[Saved entries]
####
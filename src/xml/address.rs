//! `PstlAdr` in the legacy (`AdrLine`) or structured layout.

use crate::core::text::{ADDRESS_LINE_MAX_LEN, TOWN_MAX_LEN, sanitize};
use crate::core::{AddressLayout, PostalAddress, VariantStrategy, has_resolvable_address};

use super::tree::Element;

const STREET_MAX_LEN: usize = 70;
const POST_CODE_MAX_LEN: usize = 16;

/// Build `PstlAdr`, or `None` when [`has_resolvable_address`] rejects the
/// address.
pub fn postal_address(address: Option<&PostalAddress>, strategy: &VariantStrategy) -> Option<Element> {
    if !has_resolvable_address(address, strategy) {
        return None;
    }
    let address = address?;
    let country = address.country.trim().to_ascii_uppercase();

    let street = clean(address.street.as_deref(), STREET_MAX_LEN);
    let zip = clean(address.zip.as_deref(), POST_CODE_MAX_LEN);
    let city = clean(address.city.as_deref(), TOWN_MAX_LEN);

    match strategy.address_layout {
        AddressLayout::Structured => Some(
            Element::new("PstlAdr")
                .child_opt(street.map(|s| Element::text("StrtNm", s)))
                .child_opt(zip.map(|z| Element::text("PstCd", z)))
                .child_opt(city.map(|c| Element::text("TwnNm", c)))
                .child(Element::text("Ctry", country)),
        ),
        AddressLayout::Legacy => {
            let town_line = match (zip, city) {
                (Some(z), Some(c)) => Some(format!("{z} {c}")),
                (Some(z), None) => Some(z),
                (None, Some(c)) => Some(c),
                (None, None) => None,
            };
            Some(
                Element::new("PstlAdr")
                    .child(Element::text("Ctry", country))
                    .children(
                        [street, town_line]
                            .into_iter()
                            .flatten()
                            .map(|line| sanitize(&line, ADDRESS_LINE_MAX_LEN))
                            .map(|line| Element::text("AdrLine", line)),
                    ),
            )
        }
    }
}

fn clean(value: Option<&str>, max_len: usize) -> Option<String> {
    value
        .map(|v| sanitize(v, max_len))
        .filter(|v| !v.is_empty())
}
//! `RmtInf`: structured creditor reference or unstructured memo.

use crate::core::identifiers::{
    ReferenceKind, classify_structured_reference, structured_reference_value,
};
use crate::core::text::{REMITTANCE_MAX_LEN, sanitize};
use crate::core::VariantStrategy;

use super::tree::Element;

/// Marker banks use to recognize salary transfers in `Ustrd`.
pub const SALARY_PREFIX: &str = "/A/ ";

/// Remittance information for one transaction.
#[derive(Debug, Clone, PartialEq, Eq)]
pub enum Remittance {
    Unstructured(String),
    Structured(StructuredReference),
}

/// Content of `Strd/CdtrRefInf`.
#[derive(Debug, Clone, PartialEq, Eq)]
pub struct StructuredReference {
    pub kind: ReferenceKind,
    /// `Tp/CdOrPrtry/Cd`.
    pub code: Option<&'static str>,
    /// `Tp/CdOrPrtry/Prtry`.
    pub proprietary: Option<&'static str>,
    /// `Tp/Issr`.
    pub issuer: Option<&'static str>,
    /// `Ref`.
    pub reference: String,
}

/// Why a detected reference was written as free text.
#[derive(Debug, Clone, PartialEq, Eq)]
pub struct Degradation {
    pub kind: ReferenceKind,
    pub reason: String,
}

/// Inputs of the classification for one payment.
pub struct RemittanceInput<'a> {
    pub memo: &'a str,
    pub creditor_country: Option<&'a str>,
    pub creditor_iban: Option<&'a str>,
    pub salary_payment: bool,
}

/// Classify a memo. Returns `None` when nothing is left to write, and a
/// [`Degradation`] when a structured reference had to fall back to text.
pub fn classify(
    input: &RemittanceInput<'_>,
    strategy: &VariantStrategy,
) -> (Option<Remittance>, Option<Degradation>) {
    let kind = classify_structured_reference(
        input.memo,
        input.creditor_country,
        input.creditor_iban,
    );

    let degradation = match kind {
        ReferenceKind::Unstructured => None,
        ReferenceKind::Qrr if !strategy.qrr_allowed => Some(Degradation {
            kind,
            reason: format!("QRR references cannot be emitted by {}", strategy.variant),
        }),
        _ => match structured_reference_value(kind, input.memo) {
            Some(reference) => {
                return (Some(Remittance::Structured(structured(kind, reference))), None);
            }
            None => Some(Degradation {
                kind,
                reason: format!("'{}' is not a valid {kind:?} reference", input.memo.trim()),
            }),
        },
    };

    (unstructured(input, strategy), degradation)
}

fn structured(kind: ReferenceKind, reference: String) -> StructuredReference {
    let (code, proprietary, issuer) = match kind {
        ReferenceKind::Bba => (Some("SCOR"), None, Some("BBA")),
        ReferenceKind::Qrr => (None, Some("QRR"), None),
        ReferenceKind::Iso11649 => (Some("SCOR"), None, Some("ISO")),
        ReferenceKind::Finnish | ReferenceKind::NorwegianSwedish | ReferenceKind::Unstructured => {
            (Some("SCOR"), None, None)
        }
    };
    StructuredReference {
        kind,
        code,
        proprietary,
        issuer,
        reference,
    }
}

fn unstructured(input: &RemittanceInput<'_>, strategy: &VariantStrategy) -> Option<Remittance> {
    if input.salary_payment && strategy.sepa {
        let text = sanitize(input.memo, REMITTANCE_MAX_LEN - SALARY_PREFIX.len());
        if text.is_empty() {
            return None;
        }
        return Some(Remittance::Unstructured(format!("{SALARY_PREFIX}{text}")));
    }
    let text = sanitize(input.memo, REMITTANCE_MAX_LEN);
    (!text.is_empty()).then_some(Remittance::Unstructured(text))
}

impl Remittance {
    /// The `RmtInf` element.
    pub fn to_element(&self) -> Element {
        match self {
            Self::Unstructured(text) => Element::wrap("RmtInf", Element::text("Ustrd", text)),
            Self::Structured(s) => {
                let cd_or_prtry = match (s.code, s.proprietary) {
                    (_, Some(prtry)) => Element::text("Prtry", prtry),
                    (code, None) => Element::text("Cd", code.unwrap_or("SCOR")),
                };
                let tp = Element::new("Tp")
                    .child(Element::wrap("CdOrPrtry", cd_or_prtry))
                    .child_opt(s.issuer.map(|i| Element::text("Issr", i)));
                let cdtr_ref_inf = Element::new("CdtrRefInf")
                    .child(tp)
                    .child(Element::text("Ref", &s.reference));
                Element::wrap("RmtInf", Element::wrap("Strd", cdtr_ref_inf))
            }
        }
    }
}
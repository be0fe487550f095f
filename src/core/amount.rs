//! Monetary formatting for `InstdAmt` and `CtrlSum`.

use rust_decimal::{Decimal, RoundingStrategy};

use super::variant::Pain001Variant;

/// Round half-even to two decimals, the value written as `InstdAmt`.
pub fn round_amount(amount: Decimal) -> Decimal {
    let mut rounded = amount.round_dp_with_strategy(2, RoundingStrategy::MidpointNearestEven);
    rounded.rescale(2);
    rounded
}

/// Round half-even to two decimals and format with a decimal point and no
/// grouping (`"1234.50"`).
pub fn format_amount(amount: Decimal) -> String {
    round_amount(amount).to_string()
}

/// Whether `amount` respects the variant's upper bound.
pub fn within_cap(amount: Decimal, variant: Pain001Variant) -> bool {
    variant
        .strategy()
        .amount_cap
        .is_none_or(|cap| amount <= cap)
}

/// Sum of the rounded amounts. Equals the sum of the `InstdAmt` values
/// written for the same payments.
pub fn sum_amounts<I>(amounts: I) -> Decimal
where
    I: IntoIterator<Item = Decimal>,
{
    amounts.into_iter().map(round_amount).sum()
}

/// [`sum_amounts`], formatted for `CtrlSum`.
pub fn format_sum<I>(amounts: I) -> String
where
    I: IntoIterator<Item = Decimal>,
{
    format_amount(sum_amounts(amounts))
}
####
EXERCISE GOAL =>
Each line in the data that holds the string "CdOrPrtry" must be returned.

EXERCISE RESPONSE =>
    /// `Tp/CdOrPrtry/Cd`.
    /// `Tp/CdOrPrtry/Prtry`.
                    .child(Element::wrap("CdOrPrtry", cd_or_prtry))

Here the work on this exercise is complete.